There’s another obvious problem with this strategy: If you bought that $505,000 house at the peak, even with this Wells interest-only extension, your payment is still going to be far more than it would to pay the principal and interest in a house selling for $275,000. Even if you can’t get that loan, you’d almost surely pay far less less to rent a similar house (to be sure, Wells didn’t pay full price for the loan book, as DJN points out. It got a 20 percent discount).

Another problem would be that if you get in trouble doing something, it’s probably not a good idea to try to get out of trouble by continuing to do that something. In this case, interest-only or even, probably, negatively amortizing loans have Wells Fargo in trouble, so it’s going to combat that by extending new interest-only loans.

Sign up for CJR's daily email

Dow Jones does a really nice job of countering Wells Fargo’s spin.

“We’re banking on the fact the economy will improve and recover over time,” Michael Heid, co-president of Wells Fargo Home Mortgage, said in an interview.
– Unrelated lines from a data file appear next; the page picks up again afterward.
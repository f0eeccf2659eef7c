//! Audiometric tone player.
//!
//! Plays one calibrated tone per [`ToneRequest`] for a fixed duration and
//! then returns to idle on its own. A new request always supersedes the
//! tone before it.

use super::check_frequency;
use crate::assembler::{attach_panner, Chain, ChainSlot, Ear};
use crate::config::EngineConfig;
use crate::context::{AudioContext, Frame};
use crate::device::OutputDevice;
use crate::error::EngineError;
use crate::graph::NodeHandle;
use crate::level::{self, CALIBRATION_RANGE, MAX_LEVEL_DB, MIN_LEVEL_DB};
use crate::modulation::attach_warble;
use crate::nodes::{Gain, Oscillator, StereoPanner};
use crate::session::{self, Driven};
use crate::timer::{self, LoopGuard, LoopToken, TimerQueue};
use serde::{Deserialize, Serialize};

/// Attack and release of the tone envelope
const ENVELOPE_SECS: f64 = 0.010;

#[derive(Debug, Clone, Copy, PartialEq, Eq, Hash, Default, Serialize, Deserialize)]
#[serde(rename_all = "lowercase")]
pub enum ToneType {
    #[default]
    Pure,
    /// Frequency-wobbled tone for sound-field testing
    Warble,
}

/// One test-cell presentation
#[derive(Debug, Clone, PartialEq, Serialize, Deserialize)]
#[serde(rename_all = "camelCase")]
pub struct ToneRequest {
    pub frequency: f64,
    pub hearing_level_db: i32,
    #[serde(default)]
    pub ear: Ear,
    pub duration_ms: f64,
    #[serde(default)]
    pub tone_type: ToneType,
    #[serde(default)]
    pub calibration_gain: Option<f64>,
}

impl ToneRequest {
    pub fn validate(&self) -> Result<(), EngineError> {
        check_frequency(self.frequency)?;
        let level = self.hearing_level_db as f64;
        if !(MIN_LEVEL_DB..=MAX_LEVEL_DB).contains(&level) {
            return Err(EngineError::invalid("hearing_level_db", self.hearing_level_db));
        }
        timer::check_delay_ms("duration_ms", self.duration_ms)?;
        if self.duration_ms == 0.0 {
            return Err(EngineError::invalid("duration_ms", self.duration_ms));
        }
        if let Some(calibration) = self.calibration_gain {
            check_calibration(calibration)?;
        }
        Ok(())
    }
}

fn check_calibration(calibration: f64) -> Result<(), EngineError> {
    if (CALIBRATION_RANGE.0..=CALIBRATION_RANGE.1).contains(&calibration) {
        Ok(())
    } else {
        Err(EngineError::invalid("calibration_gain", calibration))
    }
}

#[derive(Debug, Clone, Copy, PartialEq, Eq, Serialize, Deserialize)]
pub enum AudiometricState {
    Idle,
    Playing,
}

#[derive(Debug, Clone, Copy)]
pub enum AudiometryEvent {
    ToneFinished(LoopToken),
}

#[derive(Debug)]
struct ActiveTone {
    request: ToneRequest,
    gain: f64,
    panner: NodeHandle,
}

pub struct AudiometricPlayer {
    ctx: AudioContext,
    timers: TimerQueue<AudiometryEvent>,
    slot: ChainSlot,
    tone: LoopGuard,
    active: Option<ActiveTone>,
    calibration: Option<f64>,
}

impl AudiometricPlayer {
    pub fn new(config: EngineConfig, device: Box<dyn OutputDevice>) -> Result<Self, EngineError> {
        Ok(Self {
            ctx: AudioContext::new(config, device)?,
            timers: TimerQueue::new(),
            slot: ChainSlot::new(),
            tone: LoopGuard::new(),
            active: None,
            calibration: None,
        })
    }

    pub fn context(&self) -> &AudioContext {
        &self.ctx
    }

    /// Persisted calibration multiplier, used when a request carries none
    pub fn set_calibration(&mut self, calibration: Option<f64>) -> Result<(), EngineError> {
        if let Some(c) = calibration {
            check_calibration(c)?;
        }
        self.calibration = calibration;
        Ok(())
    }

    pub fn calibration(&self) -> Option<f64> {
        self.calibration
    }

    pub fn state(&self) -> AudiometricState {
        if self.active.is_some() {
            AudiometricState::Playing
        } else {
            AudiometricState::Idle
        }
    }

    /// Linear gain of the sounding tone
    pub fn current_gain(&self) -> Option<f64> {
        self.active.as_ref().map(|a| a.gain)
    }

    pub fn current_request(&self) -> Option<&ToneRequest> {
        self.active.as_ref().map(|a| &a.request)
    }

    pub fn pan_target(&self) -> Option<f64> {
        let active = self.active.as_ref()?;
        self.ctx
            .patch()
            .param(active.panner.in_(StereoPanner::PAN))
            .map(|p| p.scheduled_target())
    }

    pub fn live_node_count(&self) -> usize {
        self.ctx.live_node_count()
    }

    /// Present `request`, cutting off any tone still sounding
    pub fn play(&mut self, request: ToneRequest) -> Result<(), EngineError> {
        request.validate()?;
        self.ctx.resume().inspect_err(|e| {
            log::error!("op=audiometry_play frequency={} error={e}", request.frequency);
        })?;
        self.stop();

        let calibration = request.calibration_gain.or(self.calibration);
        let gain = level::tone_gain(request.hearing_level_db as f64, calibration);
        let duration_frames = self.ctx.frames_for_ms(request.duration_ms).max(1);
        let start = self.ctx.current_time();
        let end = start + duration_frames as f64 / self.ctx.sample_rate();
        let fade = ENVELOPE_SECS.min((end - start) / 4.0);

        let (patch, destination) = self.ctx.graph();
        let mut chain = Chain::new();
        let built = (|| {
            let osc = chain.add(patch, "tone", Oscillator::sine(request.frequency));
            if request.tone_type == ToneType::Warble {
                attach_warble(patch, &mut chain, &osc, request.frequency)?;
            }
            let envelope = chain.add(patch, "envelope", Gain::new(0.0));
            if let Some(param) = patch.param_mut(envelope.in_(Gain::GAIN)) {
                param.set_value_at_time(0.0, start);
                param.linear_ramp_to_value_at_time(gain, start + fade);
                param.set_value_at_time(gain, end - fade);
                param.linear_ramp_to_value_at_time(0.0, end);
            }
            patch.connect(osc.out("out"), envelope.in_("in"))?;
            let panner = attach_panner(patch, &mut chain, envelope.out("out"), request.ear.pan(), destination)?;
            chain.start_sources(patch, start)?;
            patch.stop(osc.id(), end)?;
            Ok::<NodeHandle, EngineError>(panner)
        })();
        let panner = match built {
            Ok(panner) => panner,
            Err(e) => {
                chain.teardown(patch);
                return Err(e);
            }
        };
        self.slot.install(patch, chain);

        let token = self.tone.begin();
        let due = self.ctx.current_frame().saturating_add(duration_frames);
        self.timers.schedule_at(due, AudiometryEvent::ToneFinished(token));
        log::debug!(
            "op=audiometry_play frequency={} level_db={} ear={:?} gain={gain:.4}",
            request.frequency,
            request.hearing_level_db,
            request.ear
        );
        self.active = Some(ActiveTone { request, gain, panner });
        Ok(())
    }

    /// Silence the tone now; a no-op when idle
    pub fn stop(&mut self) {
        self.tone.cancel();
        self.timers.clear();
        self.slot.clear(self.ctx.patch_mut());
        self.active = None;
    }

    pub fn toggle(&mut self, request: ToneRequest) -> Result<(), EngineError> {
        if self.active.is_some() {
            self.stop();
            Ok(())
        } else {
            self.play(request)
        }
    }

    pub fn process(&mut self, frames: usize) -> Vec<Frame> {
        session::drive(self, frames)
    }
}

impl Driven for AudiometricPlayer {
    type Event = AudiometryEvent;

    fn context(&mut self) -> &mut AudioContext {
        &mut self.ctx
    }

    fn timers(&mut self) -> &mut TimerQueue<AudiometryEvent> {
        &mut self.timers
    }

    fn on_timer(&mut self, event: AudiometryEvent) {
        match event {
            AudiometryEvent::ToneFinished(token) => {
                if self.tone.is_current(token) {
                    log::debug!("op=audiometry_finished");
                    self.stop();
                }
            }
        }
    }
}

#[cfg(test)]
mod tests {
    use super::*;
    use crate::device::PulledDevice;
    use crate::graph::{PlaybackState, PortRef};
    use crate::timer::MAX_DELAY_MS;
    use approx::assert_relative_eq;

    fn player() -> AudiometricPlayer {
        let config = EngineConfig {
            sample_rate: 8000.0,
            ..EngineConfig::default()
        };
        AudiometricPlayer::new(config, Box::new(PulledDevice::new())).unwrap()
    }

    fn request(frequency: f64, level: i32) -> ToneRequest {
        ToneRequest {
            frequency,
            hearing_level_db: level,
            ear: Ear::Both,
            duration_ms: 1000.0,
            tone_type: ToneType::Pure,
            calibration_gain: None,
        }
    }

    #[test]
    fn test_tone_finishes_on_time() {
        let mut player = player();
        player.play(request(1000.0, 40)).unwrap();
        assert_eq!(player.state(), AudiometricState::Playing);
        assert_relative_eq!(player.current_gain().unwrap(), 0.1, epsilon = 1e-12);
        // tone + envelope + panner
        assert_eq!(player.live_node_count(), 3);

        player.process(7999);
        assert_eq!(player.state(), AudiometricState::Playing);
        player.process(1);
        assert_eq!(player.state(), AudiometricState::Idle);
        assert_eq!(player.live_node_count(), 0);
    }

    #[test]
    fn test_envelope_reaches_level() {
        let mut player = player();
        player.play(request(1000.0, 100)).unwrap();
        let out = player.process(4000);
        let peak = out.iter().map(|f| f[0].abs()).fold(0.0_f32, f32::max);
        // 0.5 through the centre pan law
        assert!(peak > 0.3 && peak <= 0.36, "peak {peak}");
        assert_eq!(out[0], [0.0, 0.0]);
    }

    #[test]
    fn test_new_request_supersedes() {
        let mut player = player();
        player.play(request(1000.0, 40)).unwrap();
        player.process(4000);
        player.play(request(2000.0, 20)).unwrap();
        assert_eq!(player.live_node_count(), 3);
        assert_eq!(player.current_request().map(|r| r.frequency), Some(2000.0));

        // The first tone's timer must not end the second
        player.process(4001);
        assert_eq!(player.state(), AudiometricState::Playing);
        player.process(4000);
        assert_eq!(player.state(), AudiometricState::Idle);
    }

    #[test]
    fn test_warble_and_ear() {
        let mut player = player();
        let req = ToneRequest {
            ear: Ear::Left,
            tone_type: ToneType::Warble,
            ..request(500.0, 30)
        };
        player.play(req).unwrap();
        assert_eq!(player.live_node_count(), 5);
        assert_relative_eq!(player.pan_target().unwrap(), -1.0);
    }

    fn param_target(player: &AudiometricPlayer, node: &str, param: &str) -> Option<f64> {
        let patch = player.ctx.patch();
        let (id, _, module) = patch.nodes().find(|(_, name, _)| *name == node)?;
        let port = module.port_spec().input_by_name(param)?.id;
        patch.param(PortRef { node: id, port }).map(|p| p.scheduled_target())
    }

    #[test]
    fn test_warble_sweeps_five_percent_for_whole_tone() {
        let mut player = player();
        player
            .play(ToneRequest {
                tone_type: ToneType::Warble,
                ..request(2000.0, 40)
            })
            .unwrap();
        assert_relative_eq!(param_target(&player, "warble_lfo", Oscillator::FREQUENCY).unwrap(), 4.5);
        assert_relative_eq!(param_target(&player, "warble_scale", Gain::GAIN).unwrap(), 100.0);
        assert_relative_eq!(param_target(&player, "tone", Oscillator::FREQUENCY).unwrap(), 2000.0);

        let lfo = player
            .ctx
            .patch()
            .nodes()
            .find(|(_, name, _)| *name == "warble_lfo")
            .map(|(id, _, _)| id)
            .unwrap();
        for _ in 0..7 {
            player.process(1000);
            assert_eq!(player.ctx.patch().playback_state(lfo), Some(PlaybackState::Scheduled));
        }
        player.process(1000);
        assert_eq!(player.state(), AudiometricState::Idle);
    }

    #[test]
    fn test_unbounded_duration_is_rejected() {
        let mut player = player();
        player.play(request(1000.0, 40)).unwrap();
        player.process(100);

        for duration_ms in [1e20, f64::INFINITY, f64::NAN, 0.0] {
            let req = ToneRequest {
                duration_ms,
                ..request(1000.0, 40)
            };
            assert!(player.play(req).is_err(), "accepted {duration_ms}");
        }
        // The tone that was playing is untouched
        assert_eq!(player.state(), AudiometricState::Playing);

        let long = ToneRequest {
            duration_ms: MAX_DELAY_MS,
            ..request(1000.0, 40)
        };
        player.play(long).unwrap();
        player.process(800);
        assert_eq!(player.state(), AudiometricState::Playing);
    }

    #[test]
    fn test_calibration() {
        let mut player = player();
        assert!(player.set_calibration(Some(3.0)).is_err());
        player.set_calibration(Some(2.0)).unwrap();
        player.play(request(1000.0, 40)).unwrap();
        assert_relative_eq!(player.current_gain().unwrap(), 0.2, epsilon = 1e-12);

        // A request's own calibration wins; the ceiling still applies
        let req = ToneRequest {
            calibration_gain: Some(1.5),
            ..request(1000.0, 100)
        };
        player.play(req).unwrap();
        assert_relative_eq!(player.current_gain().unwrap(), 0.5);
    }

    #[test]
    fn test_rejects_bad_requests() {
        let mut player = player();
        assert!(player.play(request(20.0, 40)).is_err());
        assert!(player.play(request(1000.0, 120)).is_err());
        let req = ToneRequest {
            duration_ms: 0.0,
            ..request(1000.0, 40)
        };
        assert!(player.play(req).is_err());
        assert_eq!(player.state(), AudiometricState::Idle);
    }

    #[test]
    fn test_request_json() {
        let req: ToneRequest = serde_json::from_str(
            r#"{ "frequency": 4000, "hearingLevelDb": 25, "ear": "right", "durationMs": 1500, "toneType": "warble" }"#,
        )
        .unwrap();
        assert_eq!(req.ear, Ear::Right);
        assert_eq!(req.tone_type, ToneType::Warble);
        assert_eq!(req.calibration_gain, None);
    }

    #[test]
    fn test_stop_twice() {
        let mut player = player();
        player.stop();
        player.play(request(1000.0, 40)).unwrap();
        player.stop();
        player.stop();
        assert_eq!(player.live_node_count(), 0);
        assert_eq!(player.state(), AudiometricState::Idle);
    }
}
Wells Fargo’s decision to shoehorn thousands of Pick-A-Pay borrowers into long-term interest-only loans helps the bank avoid taking hefty writedowns on Pick-A-Pays that a wholesale push into foreclosures would likely produce. But the strategy will also leave Wells Fargo holding billions in mortgage debt tied to distressed properties in depressed housing markets, especially California and Florida, where the future for property values is hardly certain. Write-offs from Pick-A-Pays, therefore, could bring the bank years of burdensome costs.

This is in keeping with what has been a two-pronged attempt to gloss over the problems in the financial sector, praying it can earn its way out of its giant hole by letting it quit marking assets to market while reinflating an asset bubble.

The positive here is that it could really help people who want to stay in their homes but are getting swamped. The Wells strategy is accompanied by loan modifications, apparently, meaning getting up to that $505,000 example may not be necessary. For example:

One borrower, Danny Annan, an Orange County, Calif., engineer, just finished weighing one of Wells Fargo’s loan modifications. The bank offered to reduce his loan balance by $100,000 and transfer the remaining balance to a six-year interest-only loan with an initial interest rate of about 4.9%, Annan said. The offer will still leave Annan more than $100,000 under water on his home.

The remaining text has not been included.